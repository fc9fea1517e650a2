// HTTP tests for the authorize middleware and the admin API
//
// Requests go through the full router with `oneshot`; callers are identified
// with the development `x-caller-*` headers.

mod helpers;

use std::sync::Arc;

use axum::body::Body;
use axum::http::{Request, StatusCode};
use axum::Router;
use helpers::{PermissionBuilder, RoleBuilder, TestDb};
use routegate::rbac::{HttpVerb, RbacService, Role};
use routegate::settings::{Environment, Settings};
use routegate::web;
use serde_json::{json, Value};
use tower::ServiceExt;

async fn app(test_db: &TestDb, environment: Environment) -> (Router, RbacService) {
    let service = test_db.service().await;
    let mut settings = Settings::default();
    settings.rbac.environment = environment;
    let (router, _registry) = web::build_router(
        Arc::new(settings),
        test_db.connection().clone(),
        service.clone(),
    )
    .expect("Failed to build router");
    (router, service)
}

fn get(uri: &str, role: Option<&str>) -> Request<Body> {
    request("GET", uri, role, None)
}

fn request(method: &str, uri: &str, role: Option<&str>, body: Option<Value>) -> Request<Body> {
    let mut builder = Request::builder().method(method).uri(uri);
    if let Some(role) = role {
        builder = builder
            .header("x-caller-id", "user-1")
            .header("x-caller-role", role);
    }
    match body {
        Some(body) => builder
            .header("content-type", "application/json")
            .body(Body::from(body.to_string()))
            .unwrap(),
        None => builder.body(Body::empty()).unwrap(),
    }
}

async fn send(router: &Router, req: Request<Body>) -> (StatusCode, Value) {
    let response = router.clone().oneshot(req).await.unwrap();
    let status = response.status();
    let bytes = axum::body::to_bytes(response.into_body(), usize::MAX)
        .await
        .unwrap();
    let body = serde_json::from_slice(&bytes).unwrap_or(Value::Null);
    (status, body)
}

async fn guard_role_listing(service: &RbacService, roles: &[&Role]) {
    PermissionBuilder::new("/rbac/roles", HttpVerb::Get)
        .granted_to(roles)
        .create(service)
        .await;
}

#[tokio::test]
async fn test_unconfigured_route_is_open() {
    let test_db = TestDb::new().await;
    let (router, _service) = app(&test_db, Environment::Production).await;

    let (status, body) = send(&router, get("/rbac/roles", None)).await;
    assert_eq!(status, StatusCode::OK);
    assert_eq!(body, json!([]));
}

#[tokio::test]
async fn test_restricted_route_statuses() {
    let test_db = TestDb::new().await;
    let (router, service) = app(&test_db, Environment::Production).await;

    let editor = RoleBuilder::new("Editor").create(&service).await;
    let senior = RoleBuilder::new("Senior").child_of(&editor).create(&service).await;
    let unrelated = RoleBuilder::new("Unrelated").create(&service).await;
    guard_role_listing(&service, &[&editor]).await;

    let (status, body) = send(&router, get("/rbac/roles", None)).await;
    assert_eq!(status, StatusCode::UNAUTHORIZED);
    assert!(body["error"].is_string());

    let (status, _) = send(&router, get("/rbac/roles", Some(unrelated.id.as_str()))).await;
    assert_eq!(status, StatusCode::FORBIDDEN);

    let (status, _) = send(&router, get("/rbac/roles", Some(editor.id.as_str()))).await;
    assert_eq!(status, StatusCode::OK);

    let (status, body) = send(&router, get("/rbac/roles", Some(senior.id.as_str()))).await;
    assert_eq!(status, StatusCode::OK);
    assert_eq!(body.as_array().map(|a| a.len()), Some(3));

    // Other methods on the same path are separate permissions
    let (status, _) = send(
        &router,
        request("POST", "/rbac/roles", None, Some(json!({"name": "Fresh"}))),
    )
    .await;
    assert_eq!(status, StatusCode::CREATED);
}

#[tokio::test]
async fn test_matching_uses_route_pattern() {
    let test_db = TestDb::new().await;
    let (router, service) = app(&test_db, Environment::Production).await;

    let editor = RoleBuilder::new("Editor").create(&service).await;
    PermissionBuilder::new("/rbac/roles/{id}", HttpVerb::Get)
        .granted_to(&[&editor])
        .create(&service)
        .await;

    let uri = format!("/rbac/roles/{}", editor.id);
    let (status, _) = send(&router, get(&uri, None)).await;
    assert_eq!(status, StatusCode::UNAUTHORIZED);

    let (status, body) = send(&router, get(&uri, Some(editor.id.as_str()))).await;
    assert_eq!(status, StatusCode::OK);
    assert_eq!(body["name"], "Editor");
}

#[tokio::test]
async fn test_admin_bypass_depends_on_environment() {
    let test_db = TestDb::new().await;
    let (dev, service) = app(&test_db, Environment::Development).await;
    let (prod, _) = app(&test_db, Environment::Production).await;

    let editor = RoleBuilder::new("Editor").create(&service).await;
    guard_role_listing(&service, &[&editor]).await;
    // The production router has its own snapshot cache
    let (status, _) = send(&prod, request("POST", "/rbac/snapshot/reload", None, None)).await;
    assert_eq!(status, StatusCode::OK);

    let (status, _) = send(&dev, get("/rbac/roles", Some("admin"))).await;
    assert_eq!(status, StatusCode::OK);

    let (status, _) = send(&prod, get("/rbac/roles", Some("admin"))).await;
    assert_eq!(status, StatusCode::FORBIDDEN);
}

#[tokio::test]
async fn test_healthz_is_never_guarded() {
    let test_db = TestDb::new().await;
    let (router, service) = app(&test_db, Environment::Production).await;

    let editor = RoleBuilder::new("Editor").create(&service).await;
    PermissionBuilder::new("/healthz", HttpVerb::Get)
        .granted_to(&[&editor])
        .create(&service)
        .await;

    let response = router.clone().oneshot(get("/healthz", None)).await.unwrap();
    assert_eq!(response.status(), StatusCode::OK);
}

#[tokio::test]
async fn test_admin_api_round_trip() {
    let test_db = TestDb::new().await;
    let (router, _service) = app(&test_db, Environment::Production).await;

    let (status, editor) = send(
        &router,
        request("POST", "/rbac/roles", None, Some(json!({"name": "Editor"}))),
    )
    .await;
    assert_eq!(status, StatusCode::CREATED);
    let editor_id = editor["id"].as_str().unwrap().to_string();

    let (status, senior) = send(
        &router,
        request(
            "POST",
            "/rbac/roles",
            None,
            Some(json!({"name": "Senior", "parent_id": editor_id})),
        ),
    )
    .await;
    assert_eq!(status, StatusCode::CREATED);
    assert_eq!(senior["parents"], json!([editor_id]));
    let senior_id = senior["id"].as_str().unwrap().to_string();

    let (status, _) = send(
        &router,
        request(
            "POST",
            "/rbac/roles",
            None,
            Some(json!({"name": "Orphan", "parent_id": "ghost"})),
        ),
    )
    .await;
    assert_eq!(status, StatusCode::BAD_REQUEST);

    let (status, _) = send(
        &router,
        request("POST", "/rbac/roles", None, Some(json!({"name": "Editor"}))),
    )
    .await;
    assert_eq!(status, StatusCode::CONFLICT);

    // Lock the role listing behind Editor through the API itself
    let (status, permission) = send(
        &router,
        request(
            "POST",
            "/rbac/permissions",
            None,
            Some(json!({
                "route": {"path": "/rbac/roles", "method": "get"},
                "roles": [editor_id, "ghost"],
            })),
        ),
    )
    .await;
    assert_eq!(status, StatusCode::CREATED);
    assert_eq!(permission["roles"], json!([editor_id]));
    let permission_id = permission["id"].as_str().unwrap().to_string();

    let (status, _) = send(&router, get("/rbac/roles", None)).await;
    assert_eq!(status, StatusCode::UNAUTHORIZED);
    let (status, _) = send(&router, get("/rbac/roles", Some(senior_id.as_str()))).await;
    assert_eq!(status, StatusCode::OK);

    // Clearing the roles reopens the route
    let uri = format!("/rbac/permissions/{permission_id}/roles");
    let (status, cleared) = send(
        &router,
        request("PUT", &uri, None, Some(json!({"roles": []}))),
    )
    .await;
    assert_eq!(status, StatusCode::OK);
    assert_eq!(cleared["roles"], json!([]));

    let (status, _) = send(&router, get("/rbac/roles", None)).await;
    assert_eq!(status, StatusCode::OK);

    let (status, body) = send(
        &router,
        request(
            "POST",
            "/rbac/permissions",
            None,
            Some(json!({"route": {"path": "/Bad/Path", "method": "get"}})),
        ),
    )
    .await;
    assert_eq!(status, StatusCode::BAD_REQUEST);
    assert!(body["error"].as_str().unwrap().contains("/Bad/Path"));

    let (status, _) = send(&router, get("/rbac/roles/missing", None)).await;
    assert_eq!(status, StatusCode::NOT_FOUND);

    let (status, _) = send(
        &router,
        request("DELETE", &format!("/rbac/roles/{editor_id}"), None, None),
    )
    .await;
    assert_eq!(status, StatusCode::OK);
    let (status, senior) = send(&router, get(&format!("/rbac/roles/{senior_id}"), None)).await;
    assert_eq!(status, StatusCode::OK);
    assert_eq!(senior["parents"], json!([]));
}

#[tokio::test]
async fn test_routes_listing_matches_registry() {
    let test_db = TestDb::new().await;
    let service = test_db.service().await;
    let (router, registry) = web::build_router(
        Arc::new(Settings::default()),
        test_db.connection().clone(),
        service,
    )
    .unwrap();

    let (status, body) = send(&router, get("/rbac/routes", None)).await;
    assert_eq!(status, StatusCode::OK);
    let listed = body.as_array().unwrap();
    assert_eq!(listed.len(), registry.routes().len());
    assert_eq!(registry.routes_for(web::MODULE).len(), registry.routes().len());
    assert!(listed
        .iter()
        .any(|r| r["path"] == "/rbac/permissions/{id}/roles" && r["method"] == "put"));
}

#[tokio::test]
async fn test_snapshot_reload_endpoint_records_execution() {
    use routegate::entities::job_execution;
    use sea_orm::EntityTrait;

    let test_db = TestDb::new().await;
    let (router, service) = app(&test_db, Environment::Production).await;
    RoleBuilder::new("Editor").create(&service).await;

    let (status, body) = send(&router, request("POST", "/rbac/snapshot/reload", None, None)).await;
    assert_eq!(status, StatusCode::OK);
    assert_eq!(body["records"], 1);

    let executions = job_execution::Entity::find()
        .all(test_db.connection())
        .await
        .unwrap();
    assert_eq!(executions.len(), 1);
    assert_eq!(executions[0].job_name, "reload_authz_snapshot");
    assert_eq!(executions[0].success, Some(1));
    assert_eq!(executions[0].records_processed, Some(1));
}

#[tokio::test]
async fn test_head_is_guarded_like_get() {
    let test_db = TestDb::new().await;
    let (router, service) = app(&test_db, Environment::Production).await;

    let editor = RoleBuilder::new("Editor").create(&service).await;
    let unrelated = RoleBuilder::new("Unrelated").create(&service).await;
    guard_role_listing(&service, &[&editor]).await;

    let (status, _) = send(&router, request("HEAD", "/rbac/roles", None, None)).await;
    assert_eq!(status, StatusCode::UNAUTHORIZED);

    let (status, _) = send(
        &router,
        request("HEAD", "/rbac/roles", Some(unrelated.id.as_str()), None),
    )
    .await;
    assert_eq!(status, StatusCode::FORBIDDEN);

    let (status, _) = send(
        &router,
        request("HEAD", "/rbac/roles", Some(editor.id.as_str()), None),
    )
    .await;
    assert_eq!(status, StatusCode::OK);
}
▬▬▬▬▬▬
▸ **Work to be completed**
Restate, please, word for word the span of records running from the first line to the line bearing "builder = builder", both included, and nothing outside it.

▸ **Result for this exercise**
repository fc9fea1517e650a2
// HTTP tests for the authorize middleware and the admin API
//
// Requests go through the full router with `oneshot`; callers are identified
// with the development `x-caller-*` headers.

mod helpers;

use std::sync::Arc;

use axum::body::Body;
use axum::http::{Request, StatusCode};
use axum::Router;
use helpers::{PermissionBuilder, RoleBuilder, TestDb};
use routegate::rbac::{HttpVerb, RbacService, Role};
use routegate::settings::{Environment, Settings};
use routegate::web;
use serde_json::{json, Value};
use tower::ServiceExt;

async fn app(test_db: &TestDb, environment: Environment) -> (Router, RbacService) {
    let service = test_db.service().await;
    let mut settings = Settings::default();
    settings.rbac.environment = environment;
    let (router, _registry) = web::build_router(
        Arc::new(settings),
        test_db.connection().clone(),
        service.clone(),
    )
    .expect("Failed to build router");
    (router, service)
}

fn get(uri: &str, role: Option<&str>) -> Request<Body> {
    request("GET", uri, role, None)
}

fn request(method: &str, uri: &str, role: Option<&str>, body: Option<Value>) -> Request<Body> {
    let mut builder = Request::builder().method(method).uri(uri);
    if let Some(role) = role {
        builder = builder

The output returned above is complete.